The overall story for 2019 is best explained by changed monetary policy conditions, specifically markedly lower interest rates. Some 70% of the main global central banks have reduced rates and also have taken other actions to support economies. The sheer number of accommodative actions is only matched by the concerted activities that happened during the Global Financial Crisis (GFC).
Lower interest rates have provided growth assets with tremendous support. This support was both technical and demand driven. The technical argument provides that investments offering future income are more valuable when interest rates are lower. Investor demand also plays a critical role. As the income return from government bonds has reduced investors have refocussed their capital more towards risky asset classes pushing their prices up.
The last quarter of the year provided a change of pace with more subdued returns. Sentiment turned more positive and the trend for bond yield decline halted. Despite the change in bond markets global shares continued to perform as US and China reached a “phase one” trade deal, avoiding planned escalation through additional tariffs on Chinese goods.
How did the Aon KiwiSaver Scheme do during 2019?
With pretty much every asset class making money all our underlying investment managers did really well. Funds with higher exposures to shares, particularly NZ shares, like the Milford Active Growth fund, led returns. Other examples are the Russell LifePoints® Growth fund and the Russell LifePoints® 2055 fund. Both target a very high exposure to shares and returned 21.9% and 24.0% respectively across 2019 (net of manager fees).
Can the very long economic expansion continue?
A lack of spare capacity in the US (and New Zealand) workforce makes it difficult to sustain economic expansion without introducing stress. US unemployment is at 3.5%, the lowest level for half a century. To be sure, the economy and jobs can keep humming away for a bit longer. However, even though such low unemployment rates are not currently resulting in significantly higher wages and inflation in the way they used to, there is still a logical barrier to the expansion that will emerge. Although not widely predicted, a potential outcome of this tension could be that inflation may get out of control.

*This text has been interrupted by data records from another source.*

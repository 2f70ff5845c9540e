#![cfg_attr(feature = "fail-on-warnings", deny(warnings))]
#![warn(clippy::all, clippy::pedantic, clippy::nursery, clippy::cargo)]
#![allow(clippy::multiple_crate_versions, clippy::cargo_common_metadata)]

//! API request and response types for the parking finder server.
//!
//! Candidate and prediction rows are serialized straight from the shared
//! parking models; the types here only wrap them into request/response
//! envelopes.

use parking_finder_parking_models::PredictionResult;
use serde::{Deserialize, Serialize};

/// Health check response.
#[derive(Debug, Clone, Serialize, Deserialize)]
pub struct ApiHealth {
    /// Whether the server is healthy.
    pub healthy: bool,
    /// Server version.
    pub version: String,
}

/// Error body returned with every non-2xx response.
#[derive(Debug, Clone, PartialEq, Eq, Serialize, Deserialize)]
pub struct ApiError {
    /// Human-readable error message.
    pub error: String,
}

/// Query parameters locating a search center.
#[derive(Debug, Clone, Copy, Deserialize)]
pub struct LocationParams {
    /// Latitude in degrees.
    pub lat: f64,
    /// Longitude in degrees.
    pub lon: f64,
}

const fn default_available_only() -> bool {
    true
}

/// Query parameters for the realtime endpoint.
#[derive(Debug, Clone, Copy, Deserialize)]
pub struct RealtimeParams {
    /// Latitude in degrees.
    pub lat: f64,
    /// Longitude in degrees.
    pub lon: f64,
    /// Only return bays whose sensor currently reports them as free.
    #[serde(default = "default_available_only")]
    pub available_only: bool,
}

/// Body of a prediction request.
#[derive(Debug, Clone, Deserialize)]
pub struct PredictionRequest {
    /// Latitude in degrees.
    pub lat: f64,
    /// Longitude in degrees.
    pub lon: f64,
    /// ISO-8601 instant to predict for.
    #[serde(alias = "datetime_iso")]
    pub timestamp: String,
    /// Decision threshold on `P(occupied)`; defaults to the configured value.
    #[serde(default)]
    pub threshold: Option<f64>,
}

/// Describes the model that produced a prediction.
#[derive(Debug, Clone, PartialEq, Serialize, Deserialize)]
pub struct ModelInfo {
    /// Model name.
    pub name: String,
    /// Offline accuracy estimate, if known.
    pub accuracy_estimate: Option<f64>,
}

/// Prediction response.
#[derive(Debug, Clone, Serialize)]
pub struct PredictionResponse {
    /// The requested instant, RFC 3339 in the service timezone.
    pub timestamp: String,
    /// The model used.
    pub model_info: ModelInfo,
    /// One row per eligible nearby bay, nearest first.
    pub results: Vec<PredictionResult>,
}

With shares up so strongly of late, how good is the fundamental support for that market rise? As of now, the jury is out. Across 2019 company profits in all regions stagnated or fell, feeds the suspicion that liquidity, not earnings quality, are behind the strength. Markets now look expensive even taking into account the falls in late February; the US is now at close to the highest valuation levels in the past two decades. The risk though seems concentrated by stock (to large stocks), global sector (in tech) and country (USA). In New Zealand, shares were currently valued at around 40-50% higher than the 10-year average compared to earnings.
It is now a US election year. With impeachment off the table Donald Trump seems to have a good chance of a second term as President. His actions are expected to continue to have mixed benefits for markets. On one hand his expansionary stance is highly supportive of growth. On the other his nationalist “America first” agenda could lead to renewed escalation of trade tensions and uncertainty.

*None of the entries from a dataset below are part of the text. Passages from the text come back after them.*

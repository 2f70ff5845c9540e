#![cfg_attr(feature = "fail-on-warnings", deny(warnings))]
#![warn(clippy::all, clippy::pedantic, clippy::nursery, clippy::cargo)]
#![allow(clippy::multiple_crate_versions)]

//! In-memory geodesic index of parking bays.
//!
//! Loads bay points (from a `GeoJSON` `FeatureCollection` or directly from
//! candidates), builds an R-tree over their coordinates, and answers
//! "K nearest bays within R meters" queries. The R-tree only prunes by a
//! bounding box; ordering and the radius cut use great-circle distance so
//! results stay correct away from the equator.

use geo::{Destination, Distance, Haversine};
use geojson::GeoJson;
use parking_finder_parking_models::{
    BayId, Candidate, NO_DESCRIPTION, Point, Restriction, json_i64, json_zone,
};
use rstar::{AABB, RTree, RTreeObject};
use thiserror::Error;

/// Errors from loading a bay index.
#[derive(Debug, Error)]
pub enum SpatialError {
    /// The input is not valid `GeoJSON`.
    #[error("GeoJSON error: {0}")]
    GeoJson(#[from] geojson::Error),

    /// The `GeoJSON` parsed but does not have the expected shape.
    #[error("Invalid bay data: {message}")]
    InvalidData {
        /// Description of what went wrong.
        message: String,
    },
}

/// A bay stored in the R-tree.
struct BayEntry {
    position: [f64; 2],
    candidate: Candidate,
}

impl RTreeObject for BayEntry {
    type Envelope = AABB<[f64; 2]>;

    fn envelope(&self) -> Self::Envelope {
        AABB::from_point(self.position)
    }
}

/// Great-circle distance between two points, in meters.
#[must_use]
pub fn haversine_meters(a: Point, b: Point) -> f64 {
    Haversine.distance(to_geo(a), to_geo(b))
}

fn to_geo(point: Point) -> geo::Point<f64> {
    geo::Point::new(point.longitude(), point.latitude())
}

/// Bounding box (`[lon, lat]` corners) that contains every point within
/// `radius_m` meters of `center`.
#[must_use]
pub fn search_envelope(center: Point, radius_m: f64) -> AABB<[f64; 2]> {
    let origin = to_geo(center);
    let north = Haversine.destination(origin, 0.0, radius_m);
    let east = Haversine.destination(origin, 90.0, radius_m);
    let south = Haversine.destination(origin, 180.0, radius_m);
    let west = Haversine.destination(origin, 270.0, radius_m);

    AABB::from_corners([west.x(), south.y()], [east.x(), north.y()])
}

/// Pre-joined bay index answering nearest-bay queries.
pub struct BayIndex {
    tree: RTree<BayEntry>,
}

impl BayIndex {
    /// Builds an index from candidates. Candidates without a location are
    /// skipped.
    #[must_use]
    pub fn new(candidates: Vec<Candidate>) -> Self {
        let total = candidates.len();
        let entries: Vec<BayEntry> = candidates
            .into_iter()
            .filter_map(|candidate| {
                let location = candidate.location?;
                Some(BayEntry {
                    position: [location.longitude(), location.latitude()],
                    candidate,
                })
            })
            .collect();

        if entries.len() < total {
            log::warn!(
                "Skipped {} bays without a location while building the index",
                total - entries.len()
            );
        }

        Self {
            tree: RTree::bulk_load(entries),
        }
    }

    /// Parses a `GeoJSON` `FeatureCollection` of bay points and builds an
    /// index.
    ///
    /// Recognized feature properties: `bay_id` (or `kerbsideid`),
    /// `segment_id` (or `roadsegmentid`), `zone_number`, `description`
    /// (or `roadsegmentdescription`), and `restrictions` (array of objects).
    ///
    /// # Errors
    ///
    /// Returns [`SpatialError`] if the text is not a `FeatureCollection`.
    pub fn from_geojson(geojson_str: &str) -> Result<Self, SpatialError> {
        let geojson: GeoJson = geojson_str.parse()?;
        let GeoJson::FeatureCollection(collection) = geojson else {
            return Err(SpatialError::InvalidData {
                message: "expected a FeatureCollection".to_string(),
            });
        };

        let mut candidates = Vec::with_capacity(collection.features.len());
        for feature in &collection.features {
            match candidate_from_feature(feature) {
                Some(candidate) => candidates.push(candidate),
                None => log::debug!("Skipping bay feature without point geometry"),
            }
        }
        log::info!("Loaded {} bays into spatial index", candidates.len());

        Ok(Self::new(candidates))
    }

    /// Number of indexed bays.
    #[must_use]
    pub fn len(&self) -> usize {
        self.tree.size()
    }

    /// Whether the index holds no bays.
    #[must_use]
    pub fn is_empty(&self) -> bool {
        self.tree.size() == 0
    }

    /// Iterates over every indexed bay in no particular order.
    pub fn iter(&self) -> impl Iterator<Item = &Candidate> {
        self.tree.iter().map(|entry| &entry.candidate)
    }

    /// Returns up to `limit` bays within `radius_m` meters of `center`,
    /// nearest first, paired with their distance in meters.
    ///
    /// Ties keep the R-tree's iteration order; callers that need a stable
    /// tie-break should not rely on it.
    #[must_use]
    pub fn nearest(&self, center: Point, limit: usize, radius_m: f64) -> Vec<(f64, &Candidate)> {
        if limit == 0 || !(radius_m >= 0.0) {
            return Vec::new();
        }

        let envelope = search_envelope(center, radius_m);
        let mut hits: Vec<(f64, &Candidate)> = self
            .tree
            .locate_in_envelope_intersecting(&envelope)
            .filter_map(|entry| {
                let location = entry.candidate.location?;
                let distance = haversine_meters(center, location);
                (distance <= radius_m).then_some((distance, &entry.candidate))
            })
            .collect();

        hits.sort_by(|a, b| a.0.total_cmp(&b.0));
        hits.truncate(limit);
        hits
    }
}

fn candidate_from_feature(feature: &geojson::Feature) -> Option<Candidate> {
    let geometry = feature.geometry.as_ref()?;
    let geo_geometry: geo::Geometry<f64> = geometry.clone().try_into().ok()?;
    let geo::Geometry::Point(point) = geo_geometry else {
        return None;
    };
    let location = Point::new(point.y(), point.x()).ok()?;

    let property = |names: &[&str]| {
        names
            .iter()
            .find_map(|name| feature.property(name).filter(|v| !v.is_null()))
    };

    let description = property(&["description", "roadsegmentdescription"])
        .and_then(serde_json::Value::as_str)
        .map_or_else(|| NO_DESCRIPTION.to_string(), str::to_string);

    let restrictions = property(&["restrictions"])
        .and_then(serde_json::Value::as_array)
        .map(|items| {
            items
                .iter()
                .cloned()
                .filter_map(Restriction::from_json)
                .collect()
        })
        .unwrap_or_default();

    Some(Candidate {
        bay_id: property(&["bay_id", "kerbsideid"]).and_then(BayId::from_json),
        segment_id: property(&["segment_id", "roadsegmentid"]).and_then(json_i64),
        location: Some(location),
        zone_number: property(&["zone_number"]).and_then(json_zone),
        description,
        restrictions,
    })
}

New Zealand has challenges too. Whilst employment is at record levels, weak business investment and soft household necessitates stimulus and the RBNZ expects to keep interest rates low for a very long time. Low interest rates provide an opportunity to fund investment cheaply and Prime Minister Ardern has announced a NZ$12billion fund to spend on infrastructure. While the timing of elements of the new investment package are uncertain, partly given the upcoming election, the overall impact should be positive for New Zealand’s growth, employment and inflation outlooks.

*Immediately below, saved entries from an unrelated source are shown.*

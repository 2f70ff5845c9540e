#![cfg_attr(feature = "fail-on-warnings", deny(warnings))]
#![warn(clippy::all, clippy::pedantic, clippy::nursery, clippy::cargo)]
#![allow(clippy::multiple_crate_versions, clippy::cargo_common_metadata)]

#[actix_web::main]
async fn main() -> std::io::Result<()> {
    parking_finder_server::run_server().await
}
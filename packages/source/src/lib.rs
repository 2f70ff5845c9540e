#![cfg_attr(feature = "fail-on-warnings", deny(warnings))]
#![warn(clippy::all, clippy::pedantic, clippy::nursery, clippy::cargo)]
#![allow(clippy::multiple_crate_versions)]

//! Parking data source capabilities.
//!
//! The pipeline talks to reference and live data through three traits:
//!
//! * [`CandidateSource`] returns the bays nearest to a point.
//! * [`AttributeSource`] resolves identifiers to attributes, one batched
//!   lookup per attribute kind.
//! * [`LiveStatusSource`] returns fresh sensor readings near a point.
//!
//! [`open_data::OpenDataClient`] implements all three against the City of
//! Melbourne open data API; [`memory::MemorySource`] implements them over a
//! pre-joined in-memory index.

pub mod memory;
pub mod open_data;
pub mod retry;

use std::collections::{BTreeMap, BTreeSet};
use std::time::Duration;

use async_trait::async_trait;
use parking_finder_parking_models::{
    BayId, Candidate, DEFAULT_CANDIDATE_LIMIT, DEFAULT_RADIUS_METERS, LiveStatus, Point,
    Restriction, SegmentId, ZoneNumber,
};

/// Errors that can occur while talking to a data source.
#[derive(Debug, thiserror::Error)]
pub enum SourceError {
    /// HTTP request failed.
    #[error("HTTP request failed: {0}")]
    Http(#[from] reqwest::Error),

    /// JSON parsing failed.
    #[error("JSON parse error: {0}")]
    Json(#[from] serde_json::Error),

    /// I/O error (reading a local data file).
    #[error("I/O error: {0}")]
    Io(#[from] std::io::Error),

    /// Loading the spatial index failed.
    #[error("Spatial index error: {0}")]
    Spatial(#[from] parking_finder_spatial::SpatialError),

    /// The upstream answered with an error status.
    #[error("Upstream error: {message}")]
    Upstream {
        /// Description of what went wrong.
        message: String,
    },

    /// The upstream answered, but not in the expected shape.
    #[error("Unexpected response: {message}")]
    Response {
        /// Description of what went wrong.
        message: String,
    },
}

/// Parameters of a nearest-bays query.
#[derive(Debug, Clone, Copy, PartialEq)]
pub struct NearbyQuery {
    /// Search center.
    pub center: Point,
    /// Maximum number of bays to return.
    pub limit: usize,
    /// Search radius in meters.
    pub radius_m: f64,
}

impl NearbyQuery {
    /// A query with the default limit (20) and radius (1000 m).
    #[must_use]
    pub const fn new(center: Point) -> Self {
        Self {
            center,
            limit: DEFAULT_CANDIDATE_LIMIT,
            radius_m: DEFAULT_RADIUS_METERS,
        }
    }
}

/// Parameters of a live sensor query.
#[derive(Debug, Clone, Copy, PartialEq)]
pub struct LiveQuery {
    /// Search center.
    pub center: Point,
    /// Search radius in meters.
    pub radius_m: f64,
    /// Maximum age of a reading.
    pub freshness: Duration,
    /// Maximum number of readings to return.
    pub limit: usize,
    /// Only return readings reporting the bay as unoccupied.
    pub unoccupied_only: bool,
}

/// Returns bays near a point, nearest first.
#[async_trait]
pub trait CandidateSource: Send + Sync {
    /// Short name used in logs and errors.
    fn name(&self) -> &str;

    /// Returns up to `query.limit` bays within `query.radius_m` meters of
    /// `query.center`, ordered by ascending distance.
    ///
    /// # Errors
    ///
    /// Returns [`SourceError`] if the source cannot be queried.
    async fn nearest_candidates(&self, query: &NearbyQuery) -> Result<Vec<Candidate>, SourceError>;
}

/// Resolves identifiers to attributes.
///
/// Every method is a single batched lookup for the whole identifier set.
/// Identifiers without a match are absent from the returned map.
#[async_trait]
pub trait AttributeSource: Send + Sync {
    /// Short name used in logs and errors.
    fn name(&self) -> &str;

    /// Bay id → description.
    ///
    /// # Errors
    ///
    /// Returns [`SourceError`] if the lookup fails.
    async fn descriptions(
        &self,
        bays: &BTreeSet<BayId>,
    ) -> Result<BTreeMap<BayId, String>, SourceError>;

    /// Road segment → zones linked to it, in ascending order.
    ///
    /// # Errors
    ///
    /// Returns [`SourceError`] if the lookup fails.
    async fn segment_zones(
        &self,
        segments: &BTreeSet<SegmentId>,
    ) -> Result<BTreeMap<SegmentId, Vec<ZoneNumber>>, SourceError>;

    /// Zone → restriction records.
    ///
    /// # Errors
    ///
    /// Returns [`SourceError`] if the lookup fails.
    async fn restrictions(
        &self,
        zones: &BTreeSet<ZoneNumber>,
    ) -> Result<BTreeMap<ZoneNumber, Vec<Restriction>>, SourceError>;
}

/// Returns fresh sensor readings near a point.
#[async_trait]
pub trait LiveStatusSource: Send + Sync {
    /// Short name used in logs and errors.
    fn name(&self) -> &str;

    /// Returns readings updated within `query.freshness`, nearest first.
    ///
    /// # Errors
    ///
    /// Returns [`SourceError`] if the feed cannot be queried.
    async fn live_statuses(&self, query: &LiveQuery) -> Result<Vec<LiveStatus>, SourceError>;
}

/// Groups `(key, value)` pairs into a map of sorted, de-duplicated lists.
pub(crate) fn group_sorted<K: Ord, V: Ord>(
    pairs: impl IntoIterator<Item = (K, V)>,
) -> BTreeMap<K, Vec<V>> {
    let mut map: BTreeMap<K, Vec<V>> = BTreeMap::new();
    for (key, value) in pairs {
        map.entry(key).or_default().push(value);
    }
    for values in map.values_mut() {
        values.sort();
        values.dedup();
    }
    map
}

The performance of China, being the largest trading partner, is an emerging concern. Burdened by the Coronavirus epidemic and resultant forced closure of worksites and travel bans, China seems likely to experience a slow-down across the first half of 2020. Whether the economic impact is greater or smaller will depend on the severity of the virus and this remains a very big known unknown. The reduction in Chinese tourists visiting New Zealand is likely to have implications, as is news starting to come through of reduced earnings expectations from companies with sales into China, or reliant on Chinese manufacturing.